«O Presidente da República foi à Universidade de Verão do PSD e disse uma coisa diplomaticamente incorrecta mas verdadeira, "peculiar" e "complexa": "O líder máximo da maior superpotência do mundo, objectivamente, é um activo soviético ou russo".
Nem de propósito: a reacção tranquila dos Estados Unidos ao ataque desta quinta-feira a Kiev, que atingiu a missão da União Europeia, foi mais uma prova de que existe, cada vez com mais força, um eixo Estados Unidos/Rússia, e que isso é uma alteração sísmica em toda a geopolítica pós-Segunda Guerra.
Marcelo, na Universidade de Verão, lembrou como "a nova liderança norte-americana tem favorecido, estrategicamente, a Federação Russa" e criticou a impotente Europa por ter "minimizado o senhor Trump e o trumpismo", assim como "a hipótese de, de repente, haver uma nova balança de poderes".
Um novo eixo está em formação, à nossa frente. Vivemos estes tempos com alguma denegação, que é um mecanismo que costuma acontecer na sequência de traumas violentos.
Uma parte muito interessante do discurso de Marcelo em Castelo de Vide incide exactamente nesta denegação sobre o que se está a passar nos Estados Unidos da América, um país que tratamos como "aliado" e ao qual nos subjugamos – o conjunto dos europeus.
O Presidente da República criticou "a minimização de tudo o que é a separação de poderes" levada a cabo por Trump: "Se for preciso, ameaçando intervir na vida de uma empresa privada, num tribunal ou numa reserva federal".
"O actual Trump noutros tempos chocaria imenso", diz Marcelo. Não choca hoje porquê? Porque as democracias estão a morrer aos poucos. Porque se popularizaram as "democracias iliberais", uma expressão que é um contra-senso.

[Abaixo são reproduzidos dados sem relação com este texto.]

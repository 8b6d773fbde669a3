use std::io::Result;

fn main() -> Result<()> {
    let proto_files = &["proto/api-service.proto"];

    let proto_folder = "proto";

    // The server half is only compiled so tests can run an in-process fake.
    tonic_prost_build::configure()
        .protoc_arg("--experimental_allow_proto3_optional")
        .build_client(true)
        .build_server(true)
        .compile_protos(proto_files, &[proto_folder])?;

    println!("cargo:rerun-if-changed=proto/api-service.proto");

    Ok(())
}
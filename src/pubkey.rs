//! Parsing and re-encoding of SEC1 public keys.
//!
//! A secp256k1 public key is serialized either compressed — 33 bytes, a `02`/`03` prefix byte
//! carrying the parity of `y`, then the `x` coordinate — or uncompressed — 65 bytes, an `04`
//! prefix byte, then `x` and `y`. This module converts between the two forms. Conversion is a
//! pure format operation: the only cryptographic work is validating that the input describes a
//! finite point on the curve.
//!
//! Anything that is not exactly one of the two encodings — a truncated buffer, an unknown
//! prefix byte, coordinates off the curve or not canonically reduced — is rejected as
//! [`Error::InvalidPublicKey`]. Output is always the canonical encoding of the point, so
//! converting back and forth round-trips byte-for-byte.

use crate::{Context, Error};
use k256::elliptic_curve::sec1::ToEncodedPoint;
use k256::PublicKey;

/// The length of a public key in compressed form, in bytes.
pub const COMPRESSED_LENGTH: usize = 33;

/// The length of a public key in uncompressed form, in bytes.
pub const UNCOMPRESSED_LENGTH: usize = 65;

/// Parse a public key from either SEC1 form.
pub(crate) fn parse(pubkey: &[u8]) -> Result<PublicKey, Error> {
    match (pubkey.len(), pubkey.first()) {
        (COMPRESSED_LENGTH, Some(0x02 | 0x03)) | (UNCOMPRESSED_LENGTH, Some(0x04)) => {
            PublicKey::from_sec1_bytes(pubkey).map_err(|_| Error::InvalidPublicKey)
        }
        _ => Err(Error::InvalidPublicKey),
    }
}

/// Re-encode a public key, choosing the output form by the length of `out`.
///
/// `pubkey` may be in either form. An `out` buffer of [`COMPRESSED_LENGTH`] selects the
/// compressed encoding, [`UNCOMPRESSED_LENGTH`] the uncompressed encoding; any other output
/// length is an error. On failure `out` is left untouched.
pub fn reencode(_ctx: &Context, pubkey: &[u8], out: &mut [u8]) -> Result<(), Error> {
    let key = parse(pubkey)?;
    match out.len() {
        COMPRESSED_LENGTH => out.copy_from_slice(key.to_encoded_point(true).as_bytes()),
        UNCOMPRESSED_LENGTH => out.copy_from_slice(key.to_encoded_point(false).as_bytes()),
        _ => return Err(Error::InvalidOutputLength),
    }
    Ok(())
}

/// Encode a public key (in either form) to its 33-byte compressed form.
pub fn compress(ctx: &Context, pubkey: &[u8]) -> Result<[u8; COMPRESSED_LENGTH], Error> {
    let mut out = [0u8; COMPRESSED_LENGTH];
    reencode(ctx, pubkey, &mut out)?;
    Ok(out)
}

/// Encode a public key (in either form) to its 65-byte uncompressed form.
pub fn decompress(ctx: &Context, pubkey: &[u8]) -> Result<[u8; UNCOMPRESSED_LENGTH], Error> {
    let mut out = [0u8; UNCOMPRESSED_LENGTH];
    reencode(ctx, pubkey, &mut out)?;
    Ok(out)
}
//! Schnorr-style signature verification.
//!
//! A signature here is the pair `(R, s)`: a commitment point `R` and a response scalar `s`,
//! satisfying `s*G + e*P == R` for the signer's public key `P` and the challenge scalar `e`.
//! The challenge is computed *by the caller* — conventionally as a hash of the message, `P` and
//! `R` — and passed in ready-made; this module performs no hashing, and deliberately so:
//! deriving `e` is part of the calling scheme's contract (it may bind extra context, aggregate
//! multiple keys, and so on), and this layer only checks the group equation.
//!
//! `P` and `R` are raw 64-byte big-endian `(x, y)` points with no prefix byte. `P` may be a
//! single public key or an aggregate `P = P0 + P1 + ... + Pn`, which is what makes this
//! verification equation suitable for multi-signature schemes.
//!
//! # Security Considerations
//! Both scalar multiplications go through the constant-time path, and the scalar temporaries
//! are wiped on every exit. The final comparison with `R` is a plain byte comparison — `R` is
//! public signature data, so nothing is leaked by comparing it in variable time.

use crate::point::{self, PointBytes};
use crate::scalar::{self, ScalarBytes};
use crate::Context;
use k256::{AffinePoint, ProjectivePoint};

/// Verify a Schnorr signature: does `s*G + e*P` equal `R`?
///
/// `p` is the claimed public key and `r` the signature commitment, both as raw big-endian
/// `x || y` coordinates. `s` is the response scalar and `e` the caller-computed challenge
/// scalar. Returns `true` only if `p` is a finite curve point, both scalars are nonzero and
/// below the group order, and the equation holds; every failure mode folds into `false`.
pub fn verify(
    ctx: &Context,
    p: &PointBytes,
    r: &PointBytes,
    s: &ScalarBytes,
    e: &ScalarBytes,
) -> bool {
    // e * P
    let public = match point::decode(p) {
        Ok(point) => point,
        Err(_) => return false,
    };
    let challenge = match scalar::decode(e) {
        Ok(scalar) => scalar,
        Err(_) => return false,
    };
    let ep = ProjectivePoint::from(public) * *challenge;

    // s * G
    let response = match scalar::decode(s) {
        Ok(scalar) => scalar,
        Err(_) => return false,
    };
    let sg = ctx.mul_generator(&response);

    // s*G + e*P, normalized back to affine coordinates.
    let sum = (sg + ep).to_affine();
    if sum == AffinePoint::IDENTITY {
        return false;
    }
    point::encode(&sum) == *r
}

#[cfg(test)]
mod tests {
    use super::verify;
    use crate::point::{PointBytes, POINT_LENGTH};
    use crate::scalar::{self, ScalarBytes, SCALAR_LENGTH};
    use crate::{scalarmult, Context};

    fn small(v: u8) -> ScalarBytes {
        let mut out = [0u8; SCALAR_LENGTH];
        out[SCALAR_LENGTH - 1] = v;
        out
    }

    /// Build a valid `(P, R, s, e)` tuple from a private scalar `x`, a nonce `k` and a
    /// challenge `e`, using the crate's own primitives: `R = k*G`, `s = k - e*x`.
    fn signature(
        ctx: &Context,
        x: &ScalarBytes,
        k: &ScalarBytes,
        e: &ScalarBytes,
    ) -> (PointBytes, PointBytes, ScalarBytes) {
        let p = scalarmult::base_mul(ctx, x).unwrap();
        let r = scalarmult::base_mul(ctx, k).unwrap();
        let s = scalar::sub(k, &scalar::mul(e, x).unwrap()).unwrap();
        (p, r, s)
    }

    #[test]
    fn constructed_signature_verifies() {
        let ctx = Context::new();
        // x = 2, k = 5, e = 3: s = 5 - 6 = n - 1, and s*G + e*P = (n - 1 + 6)G = 5G = R.
        let (p, r, s) = signature(&ctx, &small(2), &small(5), &small(3));
        assert!(verify(&ctx, &p, &r, &s, &small(3)));
    }

    #[test]
    fn larger_scalars_verify() {
        let ctx = Context::new();
        let x = [0x42; SCALAR_LENGTH];
        let k = [0x69; SCALAR_LENGTH];
        let e = [0x37; SCALAR_LENGTH];
        let (p, r, s) = signature(&ctx, &x, &k, &e);
        assert!(verify(&ctx, &p, &r, &s, &e));
    }

    #[test]
    fn any_flipped_bit_fails() {
        let ctx = Context::new();
        let x = [0x42; SCALAR_LENGTH];
        let k = [0x69; SCALAR_LENGTH];
        let e = [0x37; SCALAR_LENGTH];
        let (p, r, s) = signature(&ctx, &x, &k, &e);

        for index in [0, 31, 32, POINT_LENGTH - 1] {
            let mut bad_r = r;
            bad_r[index] ^= 0x01;
            assert!(!verify(&ctx, &p, &bad_r, &s, &e));

            let mut bad_p = p;
            bad_p[index] ^= 0x01;
            assert!(!verify(&ctx, &bad_p, &r, &s, &e));
        }

        let mut bad_s = s;
        bad_s[SCALAR_LENGTH - 1] ^= 0x01;
        assert!(!verify(&ctx, &p, &r, &bad_s, &e));

        let mut bad_e = e;
        bad_e[SCALAR_LENGTH - 1] ^= 0x01;
        assert!(!verify(&ctx, &p, &r, &s, &bad_e));
    }

    #[test]
    fn degenerate_scalars_fail() {
        let ctx = Context::new();
        let x = [0x42; SCALAR_LENGTH];
        let k = [0x69; SCALAR_LENGTH];
        let e = [0x37; SCALAR_LENGTH];
        let (p, r, s) = signature(&ctx, &x, &k, &e);

        let zero = [0u8; SCALAR_LENGTH];
        assert!(!verify(&ctx, &p, &r, &zero, &e));
        assert!(!verify(&ctx, &p, &r, &s, &zero));

        // The group order itself overflows.
        let mut order = [0u8; SCALAR_LENGTH];
        hex::decode_to_slice(
            "fffffffffffffffffffffffffffffffebaaedce6af48a03bbfd25e8cd0364141",
            &mut order,
        )
        .unwrap();
        assert!(!verify(&ctx, &p, &r, &s, &order));
        assert!(!verify(&ctx, &p, &r, &order, &e));
    }

    #[test]
    fn off_curve_public_key_fails() {
        let ctx = Context::new();
        let x = [0x42; SCALAR_LENGTH];
        let k = [0x69; SCALAR_LENGTH];
        let e = [0x37; SCALAR_LENGTH];
        let (_, r, s) = signature(&ctx, &x, &k, &e);

        let mut not_a_point = [0u8; POINT_LENGTH];
        not_a_point[31] = 1;
        not_a_point[63] = 1;
        assert!(!verify(&ctx, &not_a_point, &r, &s, &e));
    }
}
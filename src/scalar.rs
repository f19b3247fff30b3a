//! Modular arithmetic on scalars reduced modulo the secp256k1 group order.
//!
//! A scalar is a 256-bit unsigned integer in big-endian byte order, and is only meaningful in
//! the interval `[0, n)`, where `n` is the order of the secp256k1 group:
//!
//! `n = 0xFFFFFFFF FFFFFFFF FFFFFFFF FFFFFFFE BAAEDCE6 AF48A03B BFD25E8C D0364141`
//!
//! Buffers whose value is `n` or above are rejected as [`Error::ScalarOverflow`] rather than
//! reduced, so that a caller can never feed two distinct encodings of the same scalar into a
//! protocol. Zero *operands* are rejected as [`Error::ZeroScalar`]: wherever scalars appear in
//! signature protocols they stand for private keys, nonces or challenges, and a zero value
//! there is degenerate or adversarial. A zero *result* is different — subtracting a scalar
//! from itself, or adding a scalar to its negation, is well-defined and returns an all-zero
//! buffer as normal.
//!
//! # Security Considerations
//! Operands passed to this module are often secret. Decoded scalar temporaries are held in
//! [`Zeroizing`] wrappers and wiped when the operation returns, whether it succeeded or not.
//! The arithmetic itself is the constant-time scalar arithmetic of [`k256`].

use crate::Error;
use k256::elliptic_curve::PrimeField;
use k256::{FieldBytes, Scalar};
use zeroize::Zeroizing;

/// The length of the big-endian byte representation of a scalar, in bytes.
pub const SCALAR_LENGTH: usize = 32;

/// A scalar in big-endian byte form, reduced modulo the group order.
pub type ScalarBytes = [u8; SCALAR_LENGTH];

/// Decode a big-endian buffer into a scalar, rejecting overflow and zero.
///
/// The returned scalar is wiped when dropped.
pub(crate) fn decode(bytes: &ScalarBytes) -> Result<Zeroizing<Scalar>, Error> {
    let scalar = Option::<Scalar>::from(Scalar::from_repr(FieldBytes::from(*bytes)))
        .ok_or(Error::ScalarOverflow)?;
    if bool::from(scalar.is_zero()) {
        return Err(Error::ZeroScalar);
    }
    Ok(Zeroizing::new(scalar))
}

/// Serialize a scalar to its canonical 32-byte big-endian form.
pub(crate) fn encode(scalar: &Scalar) -> ScalarBytes {
    let mut out = [0u8; SCALAR_LENGTH];
    out.copy_from_slice(&scalar.to_repr());
    out
}

/// Compute `s1 * s2 mod n`.
///
/// Both operands must be nonzero and below the group order `n`, otherwise an error is returned
/// and no result is produced.
pub fn mul(s1: &ScalarBytes, s2: &ScalarBytes) -> Result<ScalarBytes, Error> {
    let a = decode(s1)?;
    let b = decode(s2)?;
    let product = Zeroizing::new(*a * *b);
    Ok(encode(&product))
}

/// Compute `s1 - s2 mod n`.
///
/// Both operands must be nonzero and below the group order `n`. The operands may be equal, in
/// which case the result is the all-zero buffer.
pub fn sub(s1: &ScalarBytes, s2: &ScalarBytes) -> Result<ScalarBytes, Error> {
    let a = decode(s1)?;
    let b = decode(s2)?;
    let difference = Zeroizing::new(*a - *b);
    Ok(encode(&difference))
}

/// Compute `s1 + s2 mod n`.
///
/// Both operands must be nonzero and below the group order `n`. If `s2` is the negation of
/// `s1` the result is the all-zero buffer.
pub fn add(s1: &ScalarBytes, s2: &ScalarBytes) -> Result<ScalarBytes, Error> {
    let a = decode(s1)?;
    let b = decode(s2)?;
    let sum = Zeroizing::new(*a + *b);
    Ok(encode(&sum))
}
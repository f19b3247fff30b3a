//! Constant-time scalar multiplication of curve points.
//!
//! These operations multiply a point — an arbitrary caller-supplied one, or the curve's base
//! point `G` — by a 32-byte scalar, and return the product as raw normalized `(x, y)`
//! coordinates. The scalar is typically secret (a private key, or the exponent of a
//! Diffie-Hellman style exchange), so the multiplication itself runs in time independent of the
//! scalar's bit pattern.
//!
//! # Security Considerations
//! Validation happens before any multiplication: a scalar that overflows the group order or
//! decodes to zero short-circuits the call. This reveals *that* the scalar was invalid through
//! timing, which is acceptable — it never reveals anything about a valid scalar's value. The
//! scalar temporary is wiped when the call returns, on every path.
//!
//! Multiplying by the scalar zero is rejected rather than computed: the result would be the
//! point at infinity, which has no raw coordinate encoding, and a zero secret multiplier is
//! degenerate input in every protocol this operation serves.

use crate::point::{self, PointBytes};
use crate::scalar::{self, ScalarBytes};
use crate::{Context, Error};
use k256::ProjectivePoint;

/// Multiply an arbitrary curve point by a scalar, in constant time.
///
/// `point` must be a valid finite curve point as raw big-endian `x || y` coordinates, and
/// `scalar` must be nonzero and below the group order. Returns the product as raw normalized
/// coordinates; on failure nothing is produced.
pub fn mul(_ctx: &Context, point: &PointBytes, scalar: &ScalarBytes) -> Result<PointBytes, Error> {
    let base = point::decode(point)?;
    let k = scalar::decode(scalar)?;

    // A nonzero scalar times a finite point cannot reach the identity in a prime-order group,
    // so the product always has an affine encoding.
    let product = ProjectivePoint::from(base) * *k;
    Ok(point::encode(&product.to_affine()))
}

/// Multiply the curve's base point `G` by a scalar, in constant time.
///
/// `scalar` must be nonzero and below the group order. Returns the product as raw normalized
/// big-endian `x || y` coordinates.
pub fn base_mul(ctx: &Context, scalar: &ScalarBytes) -> Result<PointBytes, Error> {
    let k = scalar::decode(scalar)?;

    let product = ctx.mul_generator(&k);
    Ok(point::encode(&product.to_affine()))
}
//! Glucose reading data model.
//!
//! A reading is one timestamped concentration from a telemetry feed. The
//! store keeps at most one reading per timestamp.

use chrono::{DateTime, Utc};
use serde::{Deserialize, Serialize};
use uuid::Uuid;

#[derive(Debug, Clone, Serialize, Deserialize, PartialEq)]
#[serde(rename_all = "camelCase")]
pub struct GlucoseReading {
    pub id: String,
    /// Concentration in mg/dL.
    pub value: f64,
    pub timestamp: DateTime<Utc>,
    pub source: String,
}

impl GlucoseReading {
    pub fn new(value: f64, timestamp: DateTime<Utc>, source: impl Into<String>) -> Self {
        Self {
            id: Uuid::new_v4().to_string(),
            value,
            timestamp,
            source: source.into(),
        }
    }
}

/// Most recent reading of a feed, regardless of the feed's order.
pub fn latest(readings: &[GlucoseReading]) -> Option<&GlucoseReading> {
    readings.iter().max_by_key(|reading| reading.timestamp)
}
//! Profile editing: raw form input and its validation into a storable
//! [`UserProfile`].

use anyhow::{anyhow, bail, Result};
use chrono::Utc;
use serde::{Deserialize, Serialize};

use crate::db::UserProfile;

const MAX_NAME_CHARS: usize = 100;
const MAX_GENDER_CHARS: usize = 50;
const MAX_HISTORY_CHARS: usize = 5_000;
const MAX_AGE: u32 = 130;

/// Profile form as typed by the user. Age arrives as text from a numeric
/// keyboard and may be blank.
#[derive(Debug, Clone, Default, Serialize, Deserialize)]
#[serde(rename_all = "camelCase", default)]
pub struct ProfileInput {
    pub name: String,
    pub age: String,
    pub gender: String,
    pub medical_history: String,
}

impl From<&UserProfile> for ProfileInput {
    fn from(profile: &UserProfile) -> Self {
        Self {
            name: profile.name.clone(),
            age: profile.age.map(|age| age.to_string()).unwrap_or_default(),
            gender: profile.gender.clone(),
            medical_history: profile.medical_history.clone(),
        }
    }
}

impl ProfileInput {
    pub fn into_profile(self) -> Result<UserProfile> {
        let name = bounded(&self.name, "name", MAX_NAME_CHARS)?;
        let gender = bounded(&self.gender, "gender", MAX_GENDER_CHARS)?;
        let medical_history =
            bounded(&self.medical_history, "medical history", MAX_HISTORY_CHARS)?;
        let age = parse_age(&self.age)?;

        Ok(UserProfile {
            name,
            age,
            gender,
            medical_history,
            updated_at: Some(Utc::now()),
        })
    }
}

fn bounded(value: &str, field: &str, max_chars: usize) -> Result<String> {
    let trimmed = value.trim();
    if trimmed.chars().count() > max_chars {
        bail!("{field} is too long (max {max_chars} characters)");
    }
    Ok(trimmed.to_string())
}

fn parse_age(raw: &str) -> Result<Option<u32>> {
    let raw = raw.trim();
    if raw.is_empty() {
        return Ok(None);
    }

    let age: u32 = raw
        .parse()
        .map_err(|_| anyhow!("age must be a whole number, got '{raw}'"))?;
    if age > MAX_AGE {
        bail!("age must be between 0 and {MAX_AGE}");
    }
    Ok(Some(age))
}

Trump disse esta semana que muitas pessoas "parecem querer um ditador", que dizem "talvez nós gostássemos de um ditador", mas que ele "não é um ditador". Quanto tempo faltará para começarmos a chamar a Trump "ditador" como chamamos a Putin? Na Rússia também há eleições.
Mais uma vez Marcelo: "Este é o tempo dos radicais com os quais as democracias se fazem de outra maneira, mas estamos a descobrir todos como é que se vão fazer, com que instituições e de que modo".
Isto era sobre Portugal e referia-se directamente ao PSD e à potencial aliança com o Chega: "Não é que não haja espaço em democracia para todas as formações e todos os posicionamentos políticos. Agora, é evidente que é mais fácil fazer acordos de regime, fazer consensos, encontrar soluções ao centro, se um partido de centro-direita for um partido de centro-direita e não de direita que é de direita radical".»